Condições para eleições em dezembro na Venezuela são “piores” do que em 2018, diz Abrams

Condições para eleições em dezembro na Venezuela são “piores” do que em 2018, diz Abrams

Por Alejandra Arredondo/Voz da América (VOA)/Editado pela equipe da Diálogo
agosto 31, 2020

A Venezuela está agora menos preparada para eleições livres e justas do que estava em 2018, no pleito presidencial cujos resultados foram rejeitados por mais de duas dúzias de países, disse no dia 28 de julho o enviado especial dos Estados Unidos para a Venezuela, Elliott Abrams.

“As condições para eleições livres e justas são de fato muito piores do que as de maio de 2018, quando [Nicolás] Maduro realizou eleições presidenciais”, disse Abrams em uma entrevista coletiva por telefone.

O regime de Nicolás Maduro convocou novas eleições parlamentares para o dia 6 de dezembro de 2020, uma medida que foi criticada pela oposição como mais uma tentativa de asfixiar sua representação política.

As eleições, que buscam renovar a Assembleia Nacional – controlada pela oposição – também foram denunciadas por grupos de defesa dos direitos civis como tendo sido manipuladas para favorecer o partido governista, o Partido Socialista Unido da Venezuela.

“As eleições parlamentares de dezembro já estão manipuladas”, garantiu Abrams, indicando que o Conselho Nacional Eleitoral (CNE) é um organismo criado para regulamentar as eleições, cujos membros foram eleitos pelo Tribunal Supremo de Justiça (TSJ), que é controlado pelo governo.

“O CNE deveria ser uma entidade independente […], no entanto, o TSJ interrompeu as negociações para eleger os membros e ele mesmo fez as nomeações”, disse Abrams.

EUA em contato com a Noruega quanto à Venezuela

O diplomata também falou sobre a visita de representantes do governo da Noruega, que tentou ser um mediador para solucionar a crise venezuelana. Abrams disse que os Estados Unidos estão em contato com a Noruega e que ele mesmo tinha conversado com alguns diplomatas daquele país.
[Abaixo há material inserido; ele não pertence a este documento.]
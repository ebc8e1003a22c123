//! # stout
//!
//! A self-contained load-testing and monitoring harness built around a
//! statsd-style metrics pipeline.
//!
//! ## Features
//!
//! - **UDP ingestion server**: single-threaded, lossy by design, with a
//!   periodic flush that materializes raw metrics into derived statistics
//! - **Fire-and-forget emitter**: counters, gauges, gauge deltas and
//!   timers from any producer thread
//! - **Pluggable backends**: console, plain-text file, JSON file, or any
//!   closure taking a snapshot
//! - **Baseline watches**: declarative assertions that compare each flush
//!   against a captured baseline and flag regressions
//!
//! ## Quick Start
//!
//! ```no_run
//! use stout::{ConsoleBackend, Server, ServerConfig};
//!
//! # fn main() -> stout::MetricResult<()> {
//! // server side: listen on UDP 9999, flush every 10 s to the console
//! let cfg = ServerConfig::new(9999)
//!     .flush_every(10)?
//!     .pre_flush(|| tracing::debug!("flushing"))
//!     .add_backend(ConsoleBackend);
//! let server = Server::run(cfg)?;
//!
//! // producer side: resolve the server once, then emit from anywhere
//! stout::setup_client("127.0.0.1", 9999).namespace("myapp").install()?;
//! stout::inc("requests.total");
//! stout::measure("request.duration", 42);
//! stout::set("queue.size", 10);
//! stout::set_delta("queue.size", -2);
//!
//! server.stop();
//! server.join();
//! # Ok(())
//! # }
//! ```

#![deny(clippy::unwrap_used)]
#![deny(clippy::expect_used)]
#![deny(clippy::panic)]
#![deny(clippy::todo)]
#![deny(clippy::unimplemented)]
#![warn(clippy::pedantic)]
#![warn(clippy::nursery)]
#![warn(missing_docs)]
#![warn(clippy::missing_errors_doc)]
#![warn(clippy::missing_panics_doc)]
#![allow(clippy::module_name_repetitions)]
#![cfg_attr(test, allow(clippy::unwrap_used))]
#![cfg_attr(test, allow(clippy::expect_used))]
#![cfg_attr(test, allow(clippy::panic))]

// https://github.com/statsd/statsd/blob/master/docs/metric_types.md
mod config;
mod error;
mod monitor;
mod statsd;

pub use config::{ErrorReaction, HarnessConfig, ProcessSpec};
pub use error::MetricsError;
pub use monitor::{MonitoringBackend, ValueKind, Watch, WatchModel, WatchOp};
pub use statsd::backends::{
    ConsoleBackend, FileBackend, JsonFileBackend, StatsBackendTrait,
};
pub use statsd::client::{
    inc, inc_by, measure, set, set_delta, setup_client, AutoTimer, ClientConfig,
};
pub use statsd::codec::{
    format_counter, format_gauge, format_gauge_delta, format_histogram, parse,
};
pub use statsd::flush::{Stats, TimerData};
pub use statsd::server::{Server, ServerConfig, ServerEvent, DEFAULT_PORT};
pub use statsd::{builtin, tick, MetricEvent, MetricKind};

/// Result type for metrics operations.
///
/// Wraps errors that can occur during client setup, server configuration
/// and backend I/O.
pub type MetricResult<T> = Result<T, MetricsError>;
“Em relação aos noruegueses, nós estamos certamente em contato com a Noruega e conversamos com diplomatas noruegueses desde o regresso desse grupo que estava em Caracas, uma viagem difícil para eles, como se pode imaginar, de Oslo até Caracas em tempos de COVID-19”, declarou.

“Não posso dizer que me sinto particularmente otimista quanto a essa viagem, porque parece que o regime já está decidido […]; ele parece querer seguir adiante com essa eleição falsa”, sentenciou o diplomata norte-americano.

Venezuela e Coreia do Norte

As Nações Unidas advertiram Maduro que o acordo militar com a Coreia do Norte violaria as regras do Conselho de Segurança. Os investigadores da ONU descobriram que o próprio Diosdado Cabello assinou esse acordo.

A esse respeito, Abrams disse que uma violação às sanções da ONU é algo potencialmente muito sério para o regime de Maduro, porque há muitos países que estariam dispostos, nesse caso, a impor sanções, embora ainda não o tenham feito individualmente.

“Isso também mostra, novamente, a natureza desse regime. Vimos recentemente que o regime começa a construir sua relação com o Irã. Irã e Venezuela: uma dupla de estados párias. Irã e Coreia do Norte agora: Coreia do Norte e Venezuela. E eu creio que um dos outros impactos, além das próprias possíveis sanções, seria lembrar os países de todo o mundo com relação à natureza desse regime e os parceiros que ele busca em todo o mundo”, disse Abrams.